Baby care: Babies can be hard to start on rodents and due to their very small size (0.12 to 0.15 meters (0.4 to 0.5 feet) roughly) they often do not feed on whole pinks. Starting them by assist feeding pinky parts is one of the more commonly used methods. However success has also been had by offering grasshoppers, crickets and small scorpions.
In our experience working with this species when bothered they do strike out and have quite an aggressive disposition. They also don’t sit well on a hook and move around when handled. The only time we handle ours is when we move them for cleaning.
The enclosure in monitored on a daily basis and spot cleaned when needed. Furthermore the entire enclosure is emptied once a month.

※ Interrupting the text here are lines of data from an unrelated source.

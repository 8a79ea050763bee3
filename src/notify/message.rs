//! Alert message formatting.

use crate::core::tracker::{Alert, AlertKind};

pub const THRESHOLD_TITLE: &str = "🚨 Radiosonde Alert 🚨";
pub const LANDING_TITLE: &str = "📍 Radiosonde Landing 📍";

/// A rendered notification
#[derive(Debug, Clone, PartialEq)]
pub struct Message {
    pub title: String,
    pub body: String,
}

pub fn render(alert: &Alert) -> Message {
    let record = &alert.record;
    let mut lines = vec![format!("Callsign: {}", record.device_id)];

    if let Some(model) = &record.meta.model {
        lines.push(format!("Model: {}", model));
    }
    if let Some(freq) = &record.meta.frequency {
        lines.push(format!("Frequency: {}", freq));
    }

    lines.push(format!("Location: {}", record.position));
    lines.push(format!("Altitude: {:.0} meters", record.altitude));
    if let Some(vel_v) = record.vel_v {
        lines.push(format!("Vertical speed: {:.1} m/s", vel_v));
    }
    lines.push(format!("Distance from Listener: {:.1} km", alert.distance_km));
    if let Some(batt) = record.meta.battery {
        lines.push(format!("Battery: {:.1} V", batt));
    }
    lines.push(format!(
        "Timestamp: {}",
        record.timestamp.format("%Y-%m-%d %H:%M:%S UTC")
    ));

    let (title, summary) = match &alert.kind {
        AlertKind::Threshold => (
            THRESHOLD_TITLE,
            format!(
                "The radiosonde is descending within {} km and below {} meters altitude.",
                format_number(alert.range_km),
                format_number(alert.altitude_threshold_m)
            ),
        ),
        AlertKind::Landing { silent_for } => (
            LANDING_TITLE,
            format!(
                "No telemetry for {} minutes after descending below {} meters within {} km. Probable landing point.",
                silent_for.num_minutes(),
                format_number(alert.altitude_threshold_m),
                format_number(alert.range_km)
            ),
        ),
    };

    let body = format!(
        "{}\n\n{}\nClick the link to view the location on Google Maps: {}",
        lines.join("\n"),
        summary,
        record.position.maps_url()
    );

    Message {
        title: title.to_string(),
        body,
    }
}

/// Drop the fractional part of whole numbers (20.0 -> "20")
fn format_number(value: f64) -> String {
    if value.fract() == 0.0 {
        format!("{:.0}", value)
    } else {
        format!("{}", value)
    }
}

This process includes taking everything out and sterilizing with F10, spraying the inside with F10 and wiping it down and left to air out. Before putting the new sand/substrate back in, it is placed in a tray and baked in the oven at 180 °C (355 °F) for 60 minutes to eradicate and remove and unwanted bacteria.
The smaller, younger Cerastes vipera tend to shed more frequently at an average of once every 30 days. The adults and larger specimens appear to shed only once every 90 days or so. With the care and husbandry we keep our individuals with, we have had no issues regarding bad or stuck shedding.
Potential Health Problems
Cerastes vipera are a rather hardy species of snake as long as all the basic care is kept up to standard. However they do have the potential of ailments or illness. Most common issue with these snakes would be starvation, most commonly associated with lower temperature and or not providing decent hiding/burrowing space. If kept too cold or stressed, these animals tend to refuse food!

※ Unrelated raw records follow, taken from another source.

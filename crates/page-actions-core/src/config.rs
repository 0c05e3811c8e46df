//! Plugin configuration resolution.

use serde::{Deserialize, Serialize};

/// Prompt used when the caller does not supply one.
///
/// `{url}` is replaced with the absolute URL of the page's markdown mirror.
pub const DEFAULT_PROMPT: &str = "Read {url}. I want to ask questions about it.";

/// Options supplied by the caller at registration time.
#[derive(Debug, Clone, Default, Deserialize, PartialEq)]
pub struct PageActionsOptions {
    /// Prompt template for AI chat links
    #[serde(default)]
    pub prompt: Option<String>,

    /// Absolute base URL of the published site
    #[serde(default, alias = "baseUrl")]
    pub base_url: Option<String>,
}

/// Resolved, immutable plugin configuration.
///
/// Serializes to the shape client code reads: `{"prompt": ..., "baseUrl": ...}`,
/// with `baseUrl` omitted when absent.
#[derive(Debug, Clone, Serialize, PartialEq, Eq)]
#[serde(rename_all = "camelCase")]
pub struct PluginConfig {
    prompt: String,

    #[serde(skip_serializing_if = "Option::is_none")]
    base_url: Option<String>,
}

impl Default for PluginConfig {
    fn default() -> Self {
        Self::resolve(PageActionsOptions::default())
    }
}

impl PluginConfig {
    /// Merge caller options over the defaults.
    ///
    /// Blank strings are treated as absent.
    pub fn resolve(options: PageActionsOptions) -> Self {
        let prompt = options
            .prompt
            .filter(|p| !p.trim().is_empty())
            .unwrap_or_else(|| DEFAULT_PROMPT.to_string());
        let base_url = options.base_url.filter(|u| !u.trim().is_empty());

        Self { prompt, base_url }
    }

    /// Prompt template, still containing its `{url}` placeholder.
    pub fn prompt(&self) -> &str {
        &self.prompt
    }

    /// Base URL exactly as configured.
    pub fn base_url(&self) -> Option<&str> {
        self.base_url.as_deref()
    }

    /// Base URL with a single trailing slash removed, used to anchor manifest links.
    pub fn link_base(&self) -> Option<&str> {
        self.base_url
            .as_deref()
            .map(|url| url.strip_suffix('/').unwrap_or(url))
    }

    /// Prompt with `{url}` substituted.
    pub fn prompt_for(&self, url: &str) -> String {
        self.prompt.replace("{url}", url)
    }

    /// JSON form exposed to client code.
    pub fn to_json(&self) -> Result<String, serde_json::Error> {
        serde_json::to_string(self)
    }
}

#[cfg(test)]
mod tests {
    use super::*;

    #[test]
    fn defaults_prompt_and_omits_base_url() {
        let config = PluginConfig::default();

        assert_eq!(config.prompt(), DEFAULT_PROMPT);
        assert_eq!(config.base_url(), None);
        assert_eq!(
            config.to_json().unwrap(),
            r#"{"prompt":"Read {url}. I want to ask questions about it."}"#
        );
    }

    #[test]
    fn user_options_override_defaults() {
        let config = PluginConfig::resolve(PageActionsOptions {
            prompt: Some("Summarize {url}".to_string()),
            base_url: Some("https://docs.example.com".to_string()),
        });

        assert_eq!(config.prompt(), "Summarize {url}");
        assert_eq!(config.base_url(), Some("https://docs.example.com"));
        assert_eq!(
            config.to_json().unwrap(),
            r#"{"prompt":"Summarize {url}","baseUrl":"https://docs.example.com"}"#
        );
    }

    #[test]
    fn blank_options_fall_back() {
        let config = PluginConfig::resolve(PageActionsOptions {
            prompt: Some("   ".to_string()),
            base_url: Some(String::new()),
        });

        assert_eq!(config, PluginConfig::default());
    }

    #[test]
    fn link_base_strips_one_trailing_slash() {
        let config = PluginConfig::resolve(PageActionsOptions {
            prompt: None,
            base_url: Some("https://x.test/".to_string()),
        });

        assert_eq!(config.link_base(), Some("https://x.test"));
        assert_eq!(config.base_url(), Some("https://x.test/"));
    }

    #[test]
    fn substitutes_url_into_prompt() {
        let config = PluginConfig::default();

        assert_eq!(
            config.prompt_for("https://x.test/a.md"),
            "Read https://x.test/a.md. I want to ask questions about it."
        );
    }

    #[test]
    fn accepts_camel_case_base_url() {
        let options: PageActionsOptions =
            serde_json::from_str(r#"{"baseUrl":"https://x.test"}"#).unwrap();

        assert_eq!(options.base_url.as_deref(), Some("https://x.test"));
    }
}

They are also prone to skin ailments like “scale rot” due to damp substrate. Keep them dry! High humidity is also often the cause of “RI” (respiratory infections) so make sure the humidity is kept in check. Due to the slower metabolism they are also prone to obesity and feeding should be monitored to ensure overall good body condition.

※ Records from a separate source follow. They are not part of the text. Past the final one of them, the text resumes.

//! Content directory watching.

use std::path::{Path, PathBuf};
use std::sync::mpsc;
use std::time::Duration;

use notify::{RecommendedWatcher, RecursiveMode, Watcher};
use tokio::sync::mpsc as async_mpsc;

/// Debounce window for bursts of filesystem events.
const DEBOUNCE: Duration = Duration::from_millis(100);

/// Events emitted by the file watcher.
#[derive(Debug, Clone, PartialEq, Eq)]
pub enum WatchEvent {
    /// A mirrored document was modified
    DocumentModified(PathBuf),

    /// File was created
    Created(PathBuf),

    /// File was deleted
    Deleted(PathBuf),

    /// Any other modification
    Modified(PathBuf),
}

impl WatchEvent {
    pub fn path(&self) -> &Path {
        match self {
            WatchEvent::DocumentModified(p)
            | WatchEvent::Created(p)
            | WatchEvent::Deleted(p)
            | WatchEvent::Modified(p) => p,
        }
    }
}

/// File watcher for detecting content changes.
pub struct FileWatcher {
    _watcher: RecommendedWatcher,
}

impl FileWatcher {
    /// Watch `paths` recursively, classifying files with one of `extensions`
    /// as documents.
    ///
    /// Returns the watcher and a channel to receive events. Dropping the
    /// watcher stops the stream.
    pub fn new(
        paths: &[PathBuf],
        extensions: &[String],
    ) -> Result<(Self, async_mpsc::Receiver<WatchEvent>), std::io::Error> {
        let (sync_tx, sync_rx) = mpsc::channel();
        let (async_tx, async_rx) = async_mpsc::channel(100);

        let mut watcher = notify::recommended_watcher(move |res: Result<notify::Event, _>| {
            if let Ok(event) = res {
                let _ = sync_tx.send(event);
            }
        })
        .map_err(std::io::Error::other)?;

        for path in paths {
            if path.exists() {
                watcher
                    .watch(path, RecursiveMode::Recursive)
                    .map_err(std::io::Error::other)?;
            } else {
                tracing::warn!("Not watching missing path {}", path.display());
            }
        }

        let extensions = extensions.to_vec();
        std::thread::spawn(move || {
            let mut pending: Vec<WatchEvent> = Vec::new();

            loop {
                // Block while idle, then keep collecting until the burst goes quiet.
                let next = if pending.is_empty() {
                    sync_rx.recv().map_err(|_| mpsc::RecvTimeoutError::Disconnected)
                } else {
                    sync_rx.recv_timeout(DEBOUNCE)
                };

                match next {
                    Ok(event) => {
                        for path in &event.paths {
                            if let Some(e) = classify_event(path, &event.kind, &extensions) {
                                coalesce(&mut pending, e);
                            }
                        }
                    }
                    Err(mpsc::RecvTimeoutError::Timeout) => {
                        for e in pending.drain(..) {
                            if async_tx.blocking_send(e).is_err() {
                                return;
                            }
                        }
                    }
                    Err(mpsc::RecvTimeoutError::Disconnected) => {
                        for e in pending.drain(..) {
                            let _ = async_tx.blocking_send(e);
                        }
                        return;
                    }
                }
            }
        });

        Ok((Self { _watcher: watcher }, async_rx))
    }
}

/// Queue `event`, replacing any earlier pending event for the same path.
fn coalesce(pending: &mut Vec<WatchEvent>, event: WatchEvent) {
    pending.retain(|p| p.path() != event.path());
    pending.push(event);
}

/// Classify a notify event into a WatchEvent.
fn classify_event(
    path: &Path,
    kind: &notify::EventKind,
    extensions: &[String],
) -> Option<WatchEvent> {
    use notify::EventKind;

    let ext = path.extension().and_then(|e| e.to_str()).unwrap_or("");

    match kind {
        EventKind::Create(_) => Some(WatchEvent::Created(path.to_path_buf())),
        EventKind::Remove(_) => Some(WatchEvent::Deleted(path.to_path_buf())),
        EventKind::Modify(_) if extensions.iter().any(|e| e == ext) => {
            Some(WatchEvent::DocumentModified(path.to_path_buf()))
        }
        EventKind::Modify(_) => Some(WatchEvent::Modified(path.to_path_buf())),
        _ => None,
    }
}

#[cfg(test)]
mod tests {
    use super::*;
    use notify::event::{CreateKind, DataChange, ModifyKind};
    use notify::EventKind;
    use std::collections::HashSet;
    use std::fs;
    use tempfile::tempdir;

    #[test]
    fn classifies_document_changes() {
        let extensions = vec!["md".to_string(), "mdx".to_string()];
        let modify = EventKind::Modify(ModifyKind::Data(DataChange::Content));

        assert_eq!(
            classify_event(Path::new("docs/a.mdx"), &modify, &extensions),
            Some(WatchEvent::DocumentModified(PathBuf::from("docs/a.mdx")))
        );
        assert_eq!(
            classify_event(Path::new("docs/logo.png"), &modify, &extensions),
            Some(WatchEvent::Modified(PathBuf::from("docs/logo.png")))
        );
        assert_eq!(
            classify_event(
                Path::new("docs/b.md"),
                &EventKind::Create(CreateKind::File),
                &extensions
            ),
            Some(WatchEvent::Created(PathBuf::from("docs/b.md")))
        );
    }

    #[test]
    fn coalesce_keeps_latest_event_per_path() {
        let mut pending = Vec::new();

        coalesce(&mut pending, WatchEvent::Created(PathBuf::from("a.md")));
        coalesce(&mut pending, WatchEvent::Modified(PathBuf::from("b.md")));
        coalesce(&mut pending, WatchEvent::DocumentModified(PathBuf::from("a.md")));

        assert_eq!(
            pending,
            vec![
                WatchEvent::Modified(PathBuf::from("b.md")),
                WatchEvent::DocumentModified(PathBuf::from("a.md")),
            ]
        );
    }

    #[tokio::test]
    async fn delivers_every_file_in_a_burst() {
        let temp = tempdir().unwrap();

        let (watcher, mut rx) =
            FileWatcher::new(&[temp.path().to_path_buf()], &["md".to_string()]).unwrap();

        tokio::time::sleep(Duration::from_millis(100)).await;

        fs::write(temp.path().join("a.md"), "# A").unwrap();
        tokio::time::sleep(Duration::from_millis(20)).await;
        fs::write(temp.path().join("b.md"), "# B").unwrap();

        let mut seen = HashSet::new();
        let deadline = tokio::time::Instant::now() + Duration::from_secs(3);
        while seen.len() < 2 {
            match tokio::time::timeout_at(deadline, rx.recv()).await {
                Ok(Some(event)) => {
                    if let Some(name) = event.path().file_name().and_then(|n| n.to_str()) {
                        seen.insert(name.to_string());
                    }
                }
                _ => break,
            }
        }

        drop(watcher);

        assert!(seen.contains("a.md"), "missing a.md in {seen:?}");
        assert!(seen.contains("b.md"), "missing b.md in {seen:?}");
    }

    #[tokio::test]
    async fn watches_file_changes() {
        let temp = tempdir().unwrap();
        let test_file = temp.path().join("test.md");

        let (watcher, mut rx) =
            FileWatcher::new(&[temp.path().to_path_buf()], &["md".to_string()]).unwrap();

        // Give inotify time to set up
        tokio::time::sleep(Duration::from_millis(100)).await;

        fs::write(&test_file, "# Created").unwrap();

        let event = tokio::time::timeout(Duration::from_secs(3), rx.recv()).await;

        drop(watcher);

        assert!(event.is_ok(), "timeout waiting for file watch event");
        assert!(event.unwrap().is_some(), "channel should not be closed");
    }
}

It’s highly recommended for every venomous species that you keep or interested to keep to have the bite protocol. Each species has a dedicated bite protocol that includes general information regarding the species, information about their venom and signs and symptoms of envenomation if bitten. It also includes a detailed information about first aid (what to do and what not to do), specific treatment recommendations for medical personnel to provide appropriate care including information about the antivenom or antivenoms required for treatment. Finally it includes a list of people who specialize in snakebites and their contact information so they can be consulted to assist with the care if needed and a list of all the references used for the create the protocol.
The information contained in this care sheet reflect the opinions and methods of the mentioned breeder, based on their expertise and long-established experience.